Ne voyant rien venir par la main du facteur,
J'ai guetté les oiseaux des quatre coins du ciel,
Les merles, les moineaux, les pigeons voyageurs...
Je leur ai demandé de me parler de toi,
Et de me rapporter de leur lointaine course
Un petit bout d'azur, de neige ou de Grande Ourse :
Aucun n'est revenu, je ne sais trop pourquoi.
Au crépuscule alors j'ai supplié le vent
De me chanter de toi le reflet d'un sourire.
Il m'a jeté,hélas dans un éclat de rire
Quelques feuilles jaunies mortes depuis longtemps.

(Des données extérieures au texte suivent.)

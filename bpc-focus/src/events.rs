//! Controller input events
//!
//! Every input (OS focus callbacks, route broadcasts, engine callbacks,
//! preference updates, timer expiries, controller connections and explicit
//! user commands) is folded into one `ControllerEvent` and processed in order
//! by a single task. Nothing else mutates controller state.
//!
//! Decision *outputs* are `bpc_common::events::FocusNotice`.

use crate::scheduler::TaskKey;
use serde::{Deserialize, Serialize};

pub use bpc_common::events::{FocusNotice, FocusSignal, PauseReason, RecoveryCategory};

/// Single tagged union fed into the controller queue
#[derive(Debug, Clone, PartialEq)]
pub enum ControllerEvent {
    Focus(FocusSignal),
    Route(RouteEvent),
    Engine(EngineEvent),
    Preference(PreferenceEvent),
    Timer(TimerEvent),
    Client(ClientEvent),
    Command(UserCommand),
}

/// Output route changes
#[derive(Debug, Clone, Copy, PartialEq, Eq, Serialize, Deserialize)]
#[serde(rename_all = "snake_case")]
pub enum RouteEvent {
    /// Current output removed (headphones unplugged, Bluetooth dropped)
    BecomingNoisy,
}

/// Why the engine's play-when-ready flag changed
#[derive(Debug, Clone, Copy, PartialEq, Eq, Serialize, Deserialize)]
#[serde(rename_all = "snake_case")]
pub enum PlayChangeReason {
    UserRequest,
    AudioFocusLoss,
    Remote,
    Other,
}

/// Why the engine moved to another track
#[derive(Debug, Clone, Copy, PartialEq, Eq, Serialize, Deserialize)]
#[serde(rename_all = "snake_case")]
pub enum TransitionReason {
    /// Previous track ended
    Auto,
    /// Single-track repeat wrapped around
    Repeat,
    /// Explicit jump to another queue item
    Seek,
    /// Queue replaced
    PlaylistChanged,
}

impl TransitionReason {
    /// Natural transitions are not user-driven queue jumps
    pub fn is_natural(&self) -> bool {
        matches!(self, TransitionReason::Auto | TransitionReason::Repeat)
    }
}

/// Engine callbacks, consolidated
#[derive(Debug, Clone, PartialEq, Serialize, Deserialize)]
#[serde(tag = "engine", rename_all = "snake_case")]
pub enum EngineEvent {
    PlayWhenReadyChanged {
        play_when_ready: bool,
        reason: PlayChangeReason,
    },
    IsPlayingChanged {
        playing: bool,
    },
    TrackTransition {
        #[serde(default)]
        track_id: Option<String>,
        reason: TransitionReason,
    },
    VolumeChanged {
        volume: f32,
    },
    AudioSessionChanged {
        session_id: i32,
    },
    PlaybackError {
        message: String,
    },
}

/// Reactive preference updates
#[derive(Debug, Clone, Copy, PartialEq, Eq, Serialize, Deserialize)]
#[serde(tag = "preference", content = "value", rename_all = "snake_case")]
pub enum PreferenceEvent {
    NotificationVisible(bool),
    CrossfadeMs(u64),
    PauseOnNoisy(bool),
    ResumeOnFocus(bool),
    /// Epoch milliseconds; 0 disables
    SleepTimerTarget(i64),
}

/// Expiry of a scheduled continuation
///
/// `generation` identifies which schedule request produced it; expiries from
/// superseded or cancelled requests are discarded.
#[derive(Debug, Clone, Copy, PartialEq, Eq)]
pub struct TimerEvent {
    pub key: TaskKey,
    pub generation: u64,
}

/// Transport-control client activity
#[derive(Debug, Clone, PartialEq, Eq, Serialize, Deserialize)]
#[serde(rename_all = "snake_case")]
pub enum ClientEvent {
    Connected { identifier: String },
}

/// Explicit user transport commands
#[derive(Debug, Clone, Copy, PartialEq, Eq, Serialize, Deserialize)]
#[serde(rename_all = "snake_case")]
pub enum UserCommand {
    Play,
    Pause,
}

impl From<FocusSignal> for ControllerEvent {
    fn from(signal: FocusSignal) -> Self {
        ControllerEvent::Focus(signal)
    }
}

impl From<RouteEvent> for ControllerEvent {
    fn from(event: RouteEvent) -> Self {
        ControllerEvent::Route(event)
    }
}

impl From<EngineEvent> for ControllerEvent {
    fn from(event: EngineEvent) -> Self {
        ControllerEvent::Engine(event)
    }
}

impl From<PreferenceEvent> for ControllerEvent {
    fn from(event: PreferenceEvent) -> Self {
        ControllerEvent::Preference(event)
    }
}

impl From<UserCommand> for ControllerEvent {
    fn from(command: UserCommand) -> Self {
        ControllerEvent::Command(command)
    }
}
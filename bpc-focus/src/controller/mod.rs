//! Focus controller
//!
//! **Module Structure:**
//! - `core.rs`: Construction, queue loop, status, shutdown
//! - `focus.rs`: Focus signals, ducking, recovery scheduling and firing
//! - `route.rs`: Noisy-route handling with settle delay
//! - `playback.rs`: Engine callbacks, user commands, crossfade, effects
//! - `surfaces.rs`: Preferences, notification gate, sleep timer

mod core;
mod focus;
mod playback;
mod route;
mod surfaces;

pub use core::{ControllerHandle, ControllerParts, FocusController};
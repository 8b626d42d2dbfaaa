//! Controller lifecycle and event loop
//!
//! **Responsibilities:**
//! - Own all focus state inside one task
//! - Merge inputs (handle commands, preference watchers, route broadcasts,
//!   timer expiries) into a single ordered stream
//! - Serve status queries in queue order
//! - Tear down every resource on shutdown

use crate::audio_system::AudioSystem;
use crate::config::FocusConfig;
use crate::crossfade::CrossfadeCoordinator;
use crate::effects::{EffectsSlot, TrackSettingsLookup};
use crate::engine::PlaybackEngine;
use crate::error::{Error, Result};
use crate::events::{
    ClientEvent, ControllerEvent, EngineEvent, FocusNotice, FocusSignal, PauseReason,
    PreferenceEvent, RouteEvent, TimerEvent, UserCommand,
};
use crate::notification::{GateOutcome, NotificationGate, NotificationSurface};
use crate::preferences::{PlaybackPreferences, PreferenceHub};
use crate::recovery::Cooldowns;
use crate::remote::ControllerTrackers;
use crate::route::{NoisyRouteSource, RouteObserver};
use crate::scheduler::{Scheduler, TaskKey};
use crate::sleep_timer::SleepTimerScheduler;
use crate::state::{ControllerStatus, FocusState};
use bpc_common::events::{EventBus, TransportAction};
use bpc_common::Clock;
use std::sync::Arc;
use std::time::Duration;
use tokio::sync::{broadcast, mpsc, oneshot, watch, Mutex};
use tokio::task::JoinHandle;
use tokio::time::Instant;
use tracing::{debug, info, trace, warn};

/// Collaborators injected into the controller
pub struct ControllerParts {
    pub engine: Arc<dyn PlaybackEngine>,
    pub audio_system: Arc<dyn AudioSystem>,
    pub routes: Arc<dyn RouteObserver>,
    /// Noisy-route broadcasts; `None` when the platform has no such signal
    pub noisy_routes: Option<Arc<NoisyRouteSource>>,
    pub trackers: Arc<ControllerTrackers>,
    pub surface: Arc<dyn NotificationSurface>,
    pub track_settings: Arc<dyn TrackSettingsLookup>,
    pub effects: Arc<EffectsSlot>,
    pub clock: Arc<dyn Clock>,
}

pub(super) enum Message {
    Event(ControllerEvent),
    Status(oneshot::Sender<ControllerStatus>),
    Shutdown(oneshot::Sender<()>),
}

/// Handle for feeding and querying a running controller
#[derive(Clone)]
pub struct ControllerHandle {
    tx: mpsc::UnboundedSender<Message>,
    notices: Arc<EventBus>,
    task: Arc<Mutex<Option<JoinHandle<()>>>>,
}

impl ControllerHandle {
    /// Queue an input event
    pub fn send(&self, event: impl Into<ControllerEvent>) -> Result<()> {
        self.tx
            .send(Message::Event(event.into()))
            .map_err(|_| Error::ControllerStopped)
    }

    pub fn focus(&self, signal: FocusSignal) -> Result<()> {
        self.send(signal)
    }

    pub fn engine(&self, event: EngineEvent) -> Result<()> {
        self.send(event)
    }

    /// Explicit user play
    pub fn play(&self) -> Result<()> {
        self.send(UserCommand::Play)
    }

    /// Explicit user pause
    pub fn pause(&self) -> Result<()> {
        self.send(UserCommand::Pause)
    }

    /// A transport-control client connected or issued a command
    pub fn controller_connected(&self, identifier: impl Into<String>) -> Result<()> {
        self.send(ControllerEvent::Client(ClientEvent::Connected {
            identifier: identifier.into(),
        }))
    }

    /// Snapshot taken after every previously queued event was processed
    pub async fn status(&self) -> Result<ControllerStatus> {
        let (reply, rx) = oneshot::channel();
        self.tx
            .send(Message::Status(reply))
            .map_err(|_| Error::ControllerStopped)?;
        rx.await.map_err(|_| Error::ControllerStopped)
    }

    pub fn subscribe(&self) -> broadcast::Receiver<FocusNotice> {
        self.notices.subscribe()
    }

    /// Stop the controller and wait for its task to finish
    ///
    /// Calling it again after the loop exited returns `Ok`.
    pub async fn shutdown(&self) -> Result<()> {
        let (ack, rx) = oneshot::channel();
        if self.tx.send(Message::Shutdown(ack)).is_ok() {
            let _ = rx.await;
        }

        if let Some(task) = self.task.lock().await.take() {
            if let Err(e) = task.await {
                warn!("Controller task ended abnormally: {}", e);
            }
        }
        Ok(())
    }
}

/// Audio focus and recovery state machine
///
/// All fields are owned by the controller task; nothing is shared with the
/// outside except through the injected collaborators.
pub struct FocusController {
    pub(super) engine: Arc<dyn PlaybackEngine>,
    pub(super) audio_system: Arc<dyn AudioSystem>,
    pub(super) routes: Arc<dyn RouteObserver>,
    pub(super) trackers: Arc<ControllerTrackers>,
    pub(super) track_settings: Arc<dyn TrackSettingsLookup>,
    pub(super) effects: Arc<EffectsSlot>,
    pub(super) clock: Arc<dyn Clock>,
    pub(super) preferences: Arc<PreferenceHub>,
    pub(super) config: FocusConfig,

    pub(super) state: FocusState,
    pub(super) prefs: PlaybackPreferences,
    pub(super) started_at: Instant,
    pub(super) last_engine_start: Option<Instant>,

    pub(super) cooldowns: Cooldowns,
    pub(super) scheduler: Scheduler,
    pub(super) crossfade: CrossfadeCoordinator,
    pub(super) notification: NotificationGate,
    pub(super) sleep_timer: SleepTimerScheduler,
    pub(super) notices: Arc<EventBus>,

    forwarders: Vec<JoinHandle<()>>,
}

impl FocusController {
    /// Start the controller task
    ///
    /// Must be called from within a tokio runtime.
    pub fn spawn(
        parts: ControllerParts,
        config: FocusConfig,
        preferences: Arc<PreferenceHub>,
    ) -> ControllerHandle {
        let (tx, rx) = mpsc::unbounded_channel();
        let (timer_tx, timer_rx) = mpsc::unbounded_channel();
        let notices = Arc::new(EventBus::new(config.notice_capacity.max(1)));

        // Subscribe before taking the snapshot so no change falls in between
        let forwarders = spawn_forwarders(&tx, &preferences, parts.noisy_routes.as_deref());
        let prefs = preferences.snapshot();

        let volume = parts.engine.volume();
        let controller = FocusController {
            state: FocusState::new(volume),
            started_at: parts.clock.now(),
            last_engine_start: None,
            cooldowns: Cooldowns::new(&config.cooldowns),
            scheduler: Scheduler::new(timer_tx),
            crossfade: CrossfadeCoordinator::new(
                Duration::from_millis(prefs.crossfade_ms),
                config.crossfade_step(),
                config.crossfade_curve,
            ),
            notification: NotificationGate::new(parts.surface),
            sleep_timer: SleepTimerScheduler::new(),
            notices: Arc::clone(&notices),
            prefs,
            engine: parts.engine,
            audio_system: parts.audio_system,
            routes: parts.routes,
            trackers: parts.trackers,
            track_settings: parts.track_settings,
            effects: parts.effects,
            clock: parts.clock,
            preferences,
            config,
            forwarders,
        };

        let task = tokio::spawn(controller.run(rx, timer_rx));

        ControllerHandle {
            tx,
            notices,
            task: Arc::new(Mutex::new(Some(task))),
        }
    }

    async fn run(
        mut self,
        mut rx: mpsc::UnboundedReceiver<Message>,
        mut timer_rx: mpsc::UnboundedReceiver<TimerEvent>,
    ) {
        info!("Focus controller started");
        self.apply_initial_preferences();

        loop {
            tokio::select! {
                biased;

                Some(timer) = timer_rx.recv() => {
                    self.handle_event(ControllerEvent::Timer(timer)).await;
                }

                message = rx.recv() => match message {
                    Some(Message::Event(event)) => self.handle_event(event).await,
                    Some(Message::Status(reply)) => {
                        let _ = reply.send(self.status());
                    }
                    Some(Message::Shutdown(ack)) => {
                        self.shutdown().await;
                        let _ = ack.send(());
                        break;
                    }
                    None => {
                        debug!("All controller handles dropped");
                        self.shutdown().await;
                        break;
                    }
                },
            }
        }

        info!("Focus controller stopped");
    }

    pub(super) async fn handle_event(&mut self, event: ControllerEvent) {
        trace!("Controller event: {:?}", event);
        match event {
            ControllerEvent::Focus(signal) => self.on_focus_signal(signal),
            ControllerEvent::Route(RouteEvent::BecomingNoisy) => self.on_becoming_noisy(),
            ControllerEvent::Engine(event) => self.on_engine_event(event).await,
            ControllerEvent::Preference(event) => self.on_preference(event),
            ControllerEvent::Timer(timer) => self.on_timer(timer),
            ControllerEvent::Client(ClientEvent::Connected { identifier }) => {
                self.trackers.record_client(&identifier);
            }
            ControllerEvent::Command(command) => self.on_user_command(command),
        }
    }

    fn on_timer(&mut self, timer: TimerEvent) {
        if !self.scheduler.accept(&timer) {
            debug!("Discarding stale expiry for {:?}", timer.key);
            return;
        }

        match timer.key {
            TaskKey::Recovery(category) => self.attempt_recovery(category),
            TaskKey::RouteSettle => self.on_route_settled(),
            TaskKey::CrossfadeStep => self.on_crossfade_step(),
            TaskKey::SleepTimer => self.on_sleep_timer_due(),
        }
    }

    pub(super) fn status(&self) -> ControllerStatus {
        ControllerStatus {
            pause_reason: self.state.pause_reason,
            last_focus_signal: self.state.last_signal,
            was_playing_before_loss: self.state.was_playing_before_loss,
            duck: self.state.duck,
            engine_playing: self.engine.is_playing(),
            remote_controller_active: self.remote_recently_active(),
            external_controller_active: self
                .trackers
                .external
                .is_recently_active(self.config.external_controller_window()),
            notification_bound: self.notification.is_bound(),
            crossfade_active: self.crossfade.is_active(),
            sleep_timer_target_ms: self.sleep_timer.target_ms(),
            pending_tasks: self.scheduler.pending_keys(),
        }
    }

    async fn shutdown(&mut self) {
        info!("Shutting down focus controller");

        self.scheduler.cancel_all();
        self.crossfade.cancel();

        // Ends the noisy-route subscription and preference watchers
        for forwarder in self.forwarders.drain(..) {
            forwarder.abort();
        }

        self.effects.release().await;

        if let Err(e) = self.audio_system.abandon_focus() {
            warn!("Failed to abandon audio focus: {}", e);
        }
    }

    /// Transition the pause reason, emitting a notice on change
    pub(super) fn set_pause_reason(&mut self, new_reason: PauseReason) {
        let old_reason = self.state.pause_reason;
        if old_reason == new_reason {
            return;
        }
        info!("Pause reason: {} -> {}", old_reason, new_reason);
        self.state.pause_reason = new_reason;
        self.notices.emit_lossy(FocusNotice::PauseReasonChanged {
            old_reason,
            new_reason,
            timestamp: bpc_common::time::now(),
        });
    }

    pub(super) fn emit_transport(&self, action: TransportAction, cause: &str) {
        self.notices.emit_lossy(FocusNotice::TransportCommand {
            action,
            cause: cause.to_string(),
            timestamp: bpc_common::time::now(),
        });
    }

    pub(super) fn emit_gate_outcome(&self, outcome: GateOutcome) {
        let notice = match outcome {
            GateOutcome::Bound => FocusNotice::NotificationVisibility {
                bound: true,
                timestamp: bpc_common::time::now(),
            },
            GateOutcome::Unbound => FocusNotice::NotificationVisibility {
                bound: false,
                timestamp: bpc_common::time::now(),
            },
            GateOutcome::Failed(error) => FocusNotice::NotificationFailed {
                error,
                timestamp: bpc_common::time::now(),
            },
        };
        self.notices.emit_lossy(notice);
    }
}

/// Tasks that pump preference changes and route broadcasts into the queue
///
/// Forwarders hold weak senders so they never keep the controller alive.
fn spawn_forwarders(
    tx: &mpsc::UnboundedSender<Message>,
    preferences: &PreferenceHub,
    noisy_routes: Option<&NoisyRouteSource>,
) -> Vec<JoinHandle<()>> {
    let receivers = preferences.subscribe();
    let mut forwarders = vec![
        forward_watch(tx, receivers.notification_visible, PreferenceEvent::NotificationVisible),
        forward_watch(tx, receivers.crossfade_ms, PreferenceEvent::CrossfadeMs),
        forward_watch(tx, receivers.pause_on_noisy, PreferenceEvent::PauseOnNoisy),
        forward_watch(tx, receivers.resume_on_focus, PreferenceEvent::ResumeOnFocus),
        forward_watch(tx, receivers.sleep_timer_target_ms, PreferenceEvent::SleepTimerTarget),
    ];

    if let Some(source) = noisy_routes {
        let mut routes = source.subscribe();
        let weak = tx.downgrade();
        forwarders.push(tokio::spawn(async move {
            loop {
                match routes.recv().await {
                    Ok(event) => {
                        let Some(tx) = weak.upgrade() else { break };
                        if tx.send(Message::Event(ControllerEvent::Route(event))).is_err() {
                            break;
                        }
                    }
                    Err(broadcast::error::RecvError::Lagged(skipped)) => {
                        warn!("Route listener lagged, skipped {} events", skipped);
                    }
                    Err(broadcast::error::RecvError::Closed) => break,
                }
            }
        }));
    }

    forwarders
}

fn forward_watch<T>(
    tx: &mpsc::UnboundedSender<Message>,
    mut rx: watch::Receiver<T>,
    wrap: fn(T) -> PreferenceEvent,
) -> JoinHandle<()>
where
    T: Copy + Send + Sync + 'static,
{
    let weak = tx.downgrade();
    tokio::spawn(async move {
        while rx.changed().await.is_ok() {
            let value = *rx.borrow_and_update();
            let Some(tx) = weak.upgrade() else { break };
            if tx.send(Message::Event(wrap(value).into())).is_err() {
                break;
            }
        }
    })
}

Il y avait des mots gravés en leurs nervures :
Silence, solitude, ennui, doute, tristesse.
De ces mots que le vent jetait à ma figure,
Pas un n'était de toi, écho de ta tendresse.
Où ne t'ai-je cherché ? Jusqu'au fond de l'absence,
Jusqu'au bord de l'abîme où s'engouffrait mon rêve ;
J'ai épelé ton nom sur le sable des grèves,
Sur le rivage bleu dont j'avais souvenance...
La mer entre ses bras m'aurait su consoler,
Me bercer du soupir de la vague endormie.
Alors j'ai fait mon rêve plus long que la nuit
Mais la mer ne m'a pas prise en ses flots bleutés.
Longtemps, longtemps, j'ai espéré de tes nouvelles.
Vent, mer, oiseaux lointains, eux m'ont tous oubliée,
Mais toi ! L'aurore vient. Le jour tombe du ciel
En poussière de lune, en larmes de rosée.